**Exercise instructions**
For each line in the data below that has the word "when", copy that line.

- Opening Delimiter -

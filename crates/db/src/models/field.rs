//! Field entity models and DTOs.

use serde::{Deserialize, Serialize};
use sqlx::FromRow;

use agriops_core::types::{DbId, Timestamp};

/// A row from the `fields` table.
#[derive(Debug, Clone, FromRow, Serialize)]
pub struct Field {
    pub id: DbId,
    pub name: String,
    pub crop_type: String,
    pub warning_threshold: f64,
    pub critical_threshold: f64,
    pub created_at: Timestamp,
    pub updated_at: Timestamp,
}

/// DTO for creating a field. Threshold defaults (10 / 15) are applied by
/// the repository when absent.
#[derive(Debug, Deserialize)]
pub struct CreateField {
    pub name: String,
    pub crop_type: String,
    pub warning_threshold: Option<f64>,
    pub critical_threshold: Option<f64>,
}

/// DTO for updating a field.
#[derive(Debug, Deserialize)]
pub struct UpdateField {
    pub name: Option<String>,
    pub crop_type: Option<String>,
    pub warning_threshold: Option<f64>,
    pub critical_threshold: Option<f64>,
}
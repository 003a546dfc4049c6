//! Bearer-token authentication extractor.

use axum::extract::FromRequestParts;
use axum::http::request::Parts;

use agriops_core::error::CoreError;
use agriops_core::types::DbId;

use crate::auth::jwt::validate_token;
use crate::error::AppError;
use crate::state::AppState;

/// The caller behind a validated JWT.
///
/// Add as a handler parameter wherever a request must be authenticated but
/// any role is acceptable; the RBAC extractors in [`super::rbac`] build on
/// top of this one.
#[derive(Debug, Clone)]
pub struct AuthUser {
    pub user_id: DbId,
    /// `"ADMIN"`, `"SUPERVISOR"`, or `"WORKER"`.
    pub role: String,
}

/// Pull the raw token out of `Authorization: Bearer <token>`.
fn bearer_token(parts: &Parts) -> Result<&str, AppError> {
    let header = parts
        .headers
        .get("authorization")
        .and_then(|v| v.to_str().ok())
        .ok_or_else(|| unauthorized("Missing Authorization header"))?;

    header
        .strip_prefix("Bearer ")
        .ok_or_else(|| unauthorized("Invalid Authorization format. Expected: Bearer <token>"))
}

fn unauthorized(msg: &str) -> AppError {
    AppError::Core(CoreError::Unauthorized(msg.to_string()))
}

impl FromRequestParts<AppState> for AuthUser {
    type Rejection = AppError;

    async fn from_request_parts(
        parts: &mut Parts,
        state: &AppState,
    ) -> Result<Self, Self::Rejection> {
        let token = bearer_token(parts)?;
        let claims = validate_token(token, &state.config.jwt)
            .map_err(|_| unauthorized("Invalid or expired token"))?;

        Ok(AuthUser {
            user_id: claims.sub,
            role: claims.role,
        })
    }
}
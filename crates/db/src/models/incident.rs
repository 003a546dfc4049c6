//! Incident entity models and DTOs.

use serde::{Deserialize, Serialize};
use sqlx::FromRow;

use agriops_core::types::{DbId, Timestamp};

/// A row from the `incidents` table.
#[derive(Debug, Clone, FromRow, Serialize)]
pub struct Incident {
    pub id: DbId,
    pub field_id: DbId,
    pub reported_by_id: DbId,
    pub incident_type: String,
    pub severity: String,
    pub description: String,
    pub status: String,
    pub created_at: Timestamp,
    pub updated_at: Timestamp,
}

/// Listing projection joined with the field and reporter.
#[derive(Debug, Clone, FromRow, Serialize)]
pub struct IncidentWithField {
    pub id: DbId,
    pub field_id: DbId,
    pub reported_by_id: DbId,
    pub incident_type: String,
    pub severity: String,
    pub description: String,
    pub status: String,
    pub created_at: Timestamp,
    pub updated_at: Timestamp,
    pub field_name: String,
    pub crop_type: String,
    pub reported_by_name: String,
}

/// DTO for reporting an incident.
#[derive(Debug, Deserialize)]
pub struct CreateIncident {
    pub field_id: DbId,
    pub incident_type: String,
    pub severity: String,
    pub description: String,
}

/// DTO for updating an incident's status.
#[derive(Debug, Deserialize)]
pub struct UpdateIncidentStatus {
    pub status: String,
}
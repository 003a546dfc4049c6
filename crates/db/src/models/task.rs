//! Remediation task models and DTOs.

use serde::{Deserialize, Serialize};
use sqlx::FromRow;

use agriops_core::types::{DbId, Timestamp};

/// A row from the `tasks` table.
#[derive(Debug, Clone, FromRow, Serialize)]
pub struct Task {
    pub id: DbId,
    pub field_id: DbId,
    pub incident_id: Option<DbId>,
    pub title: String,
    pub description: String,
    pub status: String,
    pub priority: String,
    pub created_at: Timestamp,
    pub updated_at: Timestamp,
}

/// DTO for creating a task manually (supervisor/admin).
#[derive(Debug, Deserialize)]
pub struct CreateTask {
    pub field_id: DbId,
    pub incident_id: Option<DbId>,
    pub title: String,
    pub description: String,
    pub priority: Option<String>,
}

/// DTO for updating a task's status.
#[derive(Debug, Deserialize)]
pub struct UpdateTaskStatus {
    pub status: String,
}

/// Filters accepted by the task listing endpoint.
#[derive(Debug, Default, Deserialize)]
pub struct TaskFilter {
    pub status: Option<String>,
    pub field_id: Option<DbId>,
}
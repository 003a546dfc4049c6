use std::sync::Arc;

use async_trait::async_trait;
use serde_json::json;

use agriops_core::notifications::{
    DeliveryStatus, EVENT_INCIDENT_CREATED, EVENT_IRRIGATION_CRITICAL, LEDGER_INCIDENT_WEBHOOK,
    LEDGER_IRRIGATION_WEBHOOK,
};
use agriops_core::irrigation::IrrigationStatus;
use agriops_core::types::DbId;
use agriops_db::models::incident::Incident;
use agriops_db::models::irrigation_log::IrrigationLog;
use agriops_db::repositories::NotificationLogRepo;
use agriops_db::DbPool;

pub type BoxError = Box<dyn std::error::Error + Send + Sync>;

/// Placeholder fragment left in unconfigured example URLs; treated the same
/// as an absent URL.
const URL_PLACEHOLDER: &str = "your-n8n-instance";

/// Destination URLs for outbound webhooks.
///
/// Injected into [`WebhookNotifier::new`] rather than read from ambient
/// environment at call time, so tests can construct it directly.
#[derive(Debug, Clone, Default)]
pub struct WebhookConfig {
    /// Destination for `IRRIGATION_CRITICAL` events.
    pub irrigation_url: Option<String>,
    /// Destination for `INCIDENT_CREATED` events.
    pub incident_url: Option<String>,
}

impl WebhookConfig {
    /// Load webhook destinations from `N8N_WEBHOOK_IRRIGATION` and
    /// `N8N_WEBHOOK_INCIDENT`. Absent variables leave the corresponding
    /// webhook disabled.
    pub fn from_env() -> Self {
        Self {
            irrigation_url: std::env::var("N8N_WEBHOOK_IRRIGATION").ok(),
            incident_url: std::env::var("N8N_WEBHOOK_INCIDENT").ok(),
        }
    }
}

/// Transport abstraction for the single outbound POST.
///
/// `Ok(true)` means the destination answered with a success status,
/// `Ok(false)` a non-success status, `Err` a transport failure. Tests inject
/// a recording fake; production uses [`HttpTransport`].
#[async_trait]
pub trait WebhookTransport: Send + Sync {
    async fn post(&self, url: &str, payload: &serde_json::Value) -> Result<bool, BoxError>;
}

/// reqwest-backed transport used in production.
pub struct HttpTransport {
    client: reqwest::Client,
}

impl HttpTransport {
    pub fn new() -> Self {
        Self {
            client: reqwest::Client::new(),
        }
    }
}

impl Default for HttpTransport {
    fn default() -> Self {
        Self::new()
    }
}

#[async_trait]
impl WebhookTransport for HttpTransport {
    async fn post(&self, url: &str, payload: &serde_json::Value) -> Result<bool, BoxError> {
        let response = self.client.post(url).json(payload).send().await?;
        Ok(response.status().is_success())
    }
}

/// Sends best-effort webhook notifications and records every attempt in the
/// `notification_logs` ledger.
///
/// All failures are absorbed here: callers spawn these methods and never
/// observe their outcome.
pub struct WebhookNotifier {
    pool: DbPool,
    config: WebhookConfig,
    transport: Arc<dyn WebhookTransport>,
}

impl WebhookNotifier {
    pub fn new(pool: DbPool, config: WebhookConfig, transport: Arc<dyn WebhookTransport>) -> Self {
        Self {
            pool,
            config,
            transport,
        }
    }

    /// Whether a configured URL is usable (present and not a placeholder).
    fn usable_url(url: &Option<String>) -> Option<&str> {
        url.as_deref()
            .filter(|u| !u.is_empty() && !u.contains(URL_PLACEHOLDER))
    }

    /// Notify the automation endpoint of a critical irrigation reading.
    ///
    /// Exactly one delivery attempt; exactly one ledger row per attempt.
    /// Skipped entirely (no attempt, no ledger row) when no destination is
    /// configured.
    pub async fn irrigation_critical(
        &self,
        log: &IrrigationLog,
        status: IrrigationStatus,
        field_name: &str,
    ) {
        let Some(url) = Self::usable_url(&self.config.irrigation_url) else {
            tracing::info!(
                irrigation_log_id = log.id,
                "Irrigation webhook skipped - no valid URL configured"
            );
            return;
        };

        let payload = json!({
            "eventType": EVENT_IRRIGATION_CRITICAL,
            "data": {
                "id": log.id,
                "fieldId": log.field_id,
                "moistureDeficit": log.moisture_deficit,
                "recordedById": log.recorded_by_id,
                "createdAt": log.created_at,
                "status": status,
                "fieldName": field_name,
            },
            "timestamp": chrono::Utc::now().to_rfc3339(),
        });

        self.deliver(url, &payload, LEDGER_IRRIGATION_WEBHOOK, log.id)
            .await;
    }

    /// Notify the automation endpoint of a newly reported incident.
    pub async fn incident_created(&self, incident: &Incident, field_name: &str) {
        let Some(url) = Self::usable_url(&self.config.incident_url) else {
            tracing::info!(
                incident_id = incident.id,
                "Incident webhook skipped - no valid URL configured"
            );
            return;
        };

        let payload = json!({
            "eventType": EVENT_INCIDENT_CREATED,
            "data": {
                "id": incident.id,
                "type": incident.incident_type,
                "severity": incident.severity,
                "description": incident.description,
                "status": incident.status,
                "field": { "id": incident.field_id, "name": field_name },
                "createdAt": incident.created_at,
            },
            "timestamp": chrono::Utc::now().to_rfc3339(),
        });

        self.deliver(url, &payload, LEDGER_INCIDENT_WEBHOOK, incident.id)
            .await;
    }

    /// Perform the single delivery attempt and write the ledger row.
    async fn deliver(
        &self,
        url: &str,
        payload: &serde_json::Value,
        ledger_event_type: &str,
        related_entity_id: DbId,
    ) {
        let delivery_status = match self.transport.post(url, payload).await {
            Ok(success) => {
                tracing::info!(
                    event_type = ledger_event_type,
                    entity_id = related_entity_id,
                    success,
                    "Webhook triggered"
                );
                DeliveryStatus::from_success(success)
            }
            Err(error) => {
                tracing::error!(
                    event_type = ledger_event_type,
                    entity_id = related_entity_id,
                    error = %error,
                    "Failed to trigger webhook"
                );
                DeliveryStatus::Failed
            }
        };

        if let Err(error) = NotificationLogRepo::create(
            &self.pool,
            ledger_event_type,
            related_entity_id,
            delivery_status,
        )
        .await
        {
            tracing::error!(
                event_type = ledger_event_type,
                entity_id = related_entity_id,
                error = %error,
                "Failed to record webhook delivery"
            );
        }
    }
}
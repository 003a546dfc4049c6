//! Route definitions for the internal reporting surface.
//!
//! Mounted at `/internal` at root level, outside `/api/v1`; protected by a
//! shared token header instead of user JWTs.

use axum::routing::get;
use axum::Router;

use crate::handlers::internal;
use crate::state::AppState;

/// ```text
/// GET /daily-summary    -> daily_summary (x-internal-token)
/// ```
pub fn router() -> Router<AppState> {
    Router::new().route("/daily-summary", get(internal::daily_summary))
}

- Closing Delimiter -

**Written response**
/// the repository when absent.
    /// Skipped entirely (no attempt, no ledger row) when no destination is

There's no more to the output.